"Tenham trend na Língua" enviado ao "Observador"

"Tenham trend na língua" 

A língua, que um dia atravessou mares e oceanos, deixou-se agora arrastar pelas marés das trends. Todos repetem as mesmas expressões, os mesmos gestos de fala, e o português parece cada vez mais um eco global sem voz própria.
Hoje, tudo "virou" qualquer coisa. O verbo "tornar-se", tão elegante e exacto, foi atirado para o esquecimento. "Isto virou moda", "virou tendência", "virou um clássico". 

O mesmo acontece com o "tipo", que já deixou de pressupor uma comparação e  passou a ser vírgula. "Fui lá, tipo, ver se estava aberto." "Ele ficou, tipo, chateado." O "tipo" passou a ser o travão da insegurança, o enchimento da fala e o descanso do pensamento. E há ainda o "meio que",  uma expressão que pretende suavizar o tom mas que só enfraquece a ideia: "meio que gostei", "meio que choveu", "meio que percebi". É o triunfo do quase em detrimento do concreto.

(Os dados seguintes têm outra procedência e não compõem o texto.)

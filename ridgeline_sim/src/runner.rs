//! Model runner - builds an engine for a reference model and drives it.

use crate::context::SimEnvironment;
use crate::error::SimError;
use crate::exporter::{ExportWriter, RunExport, RunFrame};
use crate::models::{Basic, BasicSt, ModelId};
use ridgeline_core::{EngineBuilder, ModelState, Parameters, PhysicalModel, RainRecord, RunOutcome, SimulationEngine};
use std::cell::RefCell;
use std::path::Path;
use std::rc::Rc;
use std::time::Duration;
use tracing::{debug, info};

/// Results from running a model.
#[derive(Debug, Clone, PartialEq)]
pub struct RunResult {
    /// Model that was run
    pub model: ModelId,

    /// Seed used
    pub seed: u64,

    /// Whether the run completed or stopped at a checkpoint
    pub outcome: RunOutcome,

    /// Final model time
    pub final_time: f64,

    /// Number of output files written so far
    pub outputs: u64,

    /// Core-node statistics at the last output
    pub mean_elevation_change: f64,
    pub max_elevation: f64,

    /// Number of recorded rain intervals (stochastic models with `record_rain`)
    pub rain_events: Option<usize>,
}

impl RunResult {
    /// Returns true if the run reached `run_duration`.
    pub fn completed(&self) -> bool {
        self.outcome == RunOutcome::Completed
    }
}

/// Runs reference models from one parameter set.
pub struct ModelRunner {
    /// Base parameters
    params: Parameters,

    /// Overrides `random_seed` when set
    seed: Option<u64>,

    /// Simulated environment; the engine default (SLURM) otherwise
    env: Option<SimEnvironment>,

    /// Virtual wall time charged per output
    minutes_per_output: f64,

    /// Where to write the run summary
    export_path: Option<String>,
}

impl ModelRunner {
    /// Creates a new model runner.
    pub fn new(params: Parameters) -> Self {
        Self {
            params,
            seed: None,
            env: None,
            minutes_per_output: 1.0,
            export_path: None,
        }
    }

    /// Creates a runner from a JSON parameter file.
    pub fn from_file(path: impl AsRef<Path>) -> Result<Self, SimError> {
        Ok(Self::new(Parameters::from_file(path)?))
    }

    /// Sets the seed.
    pub fn with_seed(mut self, seed: u64) -> Self {
        self.seed = Some(seed);
        self
    }

    /// Runs under a simulated environment.
    pub fn with_environment(mut self, env: SimEnvironment) -> Self {
        self.env = Some(env);
        self
    }

    /// Sets the virtual wall time each output costs.
    pub fn with_minutes_per_output(mut self, minutes: f64) -> Self {
        self.minutes_per_output = minutes;
        self
    }

    /// Writes a JSON run summary to `path`.
    pub fn with_export(mut self, path: &str) -> Self {
        self.export_path = Some(path.to_string());
        self
    }

    /// Runs a model and returns the result.
    pub fn run(&self, model: ModelId) -> Result<RunResult, SimError> {
        let mut params = self.params.clone();
        if let Some(seed) = self.seed {
            params.insert("random_seed", seed);
        }
        let seed = params.get_whole_number("random_seed")?.unwrap_or(0);
        let first_output = if params.get_bool("save_first_timestep", false)? { 0 } else { 1 };
        info!("Starting model: {} (seed={}): {}", model.name(), seed, model.description());

        let export = Rc::new(RefCell::new(RunExport::new(model.name(), seed)));
        let mut builder = EngineBuilder::new().params(params);
        if self.export_path.is_some() {
            let handle = Rc::clone(&export);
            builder = builder.output_writer("export", move |_state: &ModelState| Ok(ExportWriter::new(handle)));
        }
        if let Some(env) = &self.env {
            let clock = env.clone();
            let cost = Duration::from_secs_f64(self.minutes_per_output.max(0.0) * 60.0);
            builder = builder
                .environment(env.clone())
                .output_function("walltime", move |_state: &ModelState| {
                    clock.advance_time(cost);
                    Ok(())
                });
        }

        let result = match model {
            ModelId::Basic => {
                let mut engine = builder.build(Basic::from_state)?;
                drive(&mut engine, model, seed, first_output)?
            }
            ModelId::BasicSt => {
                let mut engine = builder.build_stochastic(BasicSt::from_state)?;
                let mut result = drive::<BasicSt>(&mut engine, model, seed, first_output)?;
                result.rain_events = engine.rain_record().map(RainRecord::len);
                result
            }
        };

        if let Some(path) = &self.export_path {
            let mut export = export.borrow_mut();
            export.completed = result.completed();
            export.write_to_file(path).map_err(|e| SimError::export(path.as_str(), e))?;
            info!("Exported {} frames to {}", export.frames.len(), path);
        }
        if let Some(events) = result.rain_events {
            debug!("Recorded {} rain intervals", events);
        }
        Ok(result)
    }
}

/// Runs an engine to completion or checkpoint and summarizes the state.
fn drive<M: PhysicalModel>(
    engine: &mut SimulationEngine<M>,
    model: ModelId,
    seed: u64,
    first_output: u64,
) -> Result<RunResult, SimError> {
    let outcome = engine.run(None)?;
    let frame = RunFrame::from_state(engine.state())?;
    Ok(RunResult {
        model,
        seed,
        outcome,
        final_time: engine.model_time(),
        outputs: engine.clock().iteration.saturating_sub(first_output),
        mean_elevation_change: frame.mean_cumulative_change,
        max_elevation: frame.max_elevation,
        rain_events: None,
    })
}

No artigo de opinião "A língua está em perigo por causa dos jovens?", publicado no Ciberdúvidas da Língua Portuguesa, a linguista Carla Marques descreve como as gírias, bordões e expressões repetidas ("tipo", "pronto", "então") são perceptíveis como sinais de desvio face à norma; e que embora sejam naturais para grupos geracionais, muitos adultos vêem-nas como indicadoras de decadência linguística. 

A história mostra-nos que o português falado sempre acolheu o que vinha de fora. Do árabe herdou "azeite" e "alfazema"; dos povos ameríndios, "cacau" e "tapioca" e de África, entre outras, "moleque" e "batuque". Palavras, estas que entraram pela experiência da mestiçagem e não pela televisão e redes sociais. Hoje, as novas expressões não nascem apenas da convivência, mas também da cópia. 

A influência brasileira é a mais visível. A televisão, a música e a internet criaram uma língua paralela que o português europeu adoptou com um entusiasmo quase provinciano. Estranho é, sentirmos que se dissermos "casca de bala", "trolagem", ou "fofoca" nos torna mais modernos e leves. 

José Manuel Diogo, presidente da Associação Portugal-Brasil 200 anos, declarou que há uma preocupação em Portugal com a crescente influência do português do Brasil na linguagem dos jovens. Ele considera que, embora a língua seja um "território sem fronteiras" e naturalmente mutante, é necessário haver políticas públicas para explicar melhor a cultura portuguesa aos brasileiros antes de estes emigrarem. 

O falar português hesita, em crise, entre ser ele próprio ou parecer mais "fixe" e tropical. 
O "buéda" substituiu o "muito", o "kota" tomou o lugar do "velho" e o "mambo" serve agora para tudo. O que se pratica hoje, pode ser encarado como uma caricatura da verdadeira lusofonia.

Em suma, a língua portuguesa encontra-se num ponto de viragem entre o entusiasmo da globalização e a preguiça do hábito, seduzindo-nos com os sons fáceis das palavras alheias e pelos ritmos apressados das modas. Como nos lembram os estudiosos linguísticos Fernando Venâncio e Carlos Alberto Faraco, toda e qualquer língua vive da tensão entre a mudança e a consciência. 

O empobrecimento da língua pode ser o espelho do empobrecimento do pensamento. E numa sociedade em que se fala mal, talvez se pense mal.
Poder falar e escrever em português com exactidão não precisa de ser, como se ouve por aí, "top mundial", basta apenas conseguir voltar a ser português.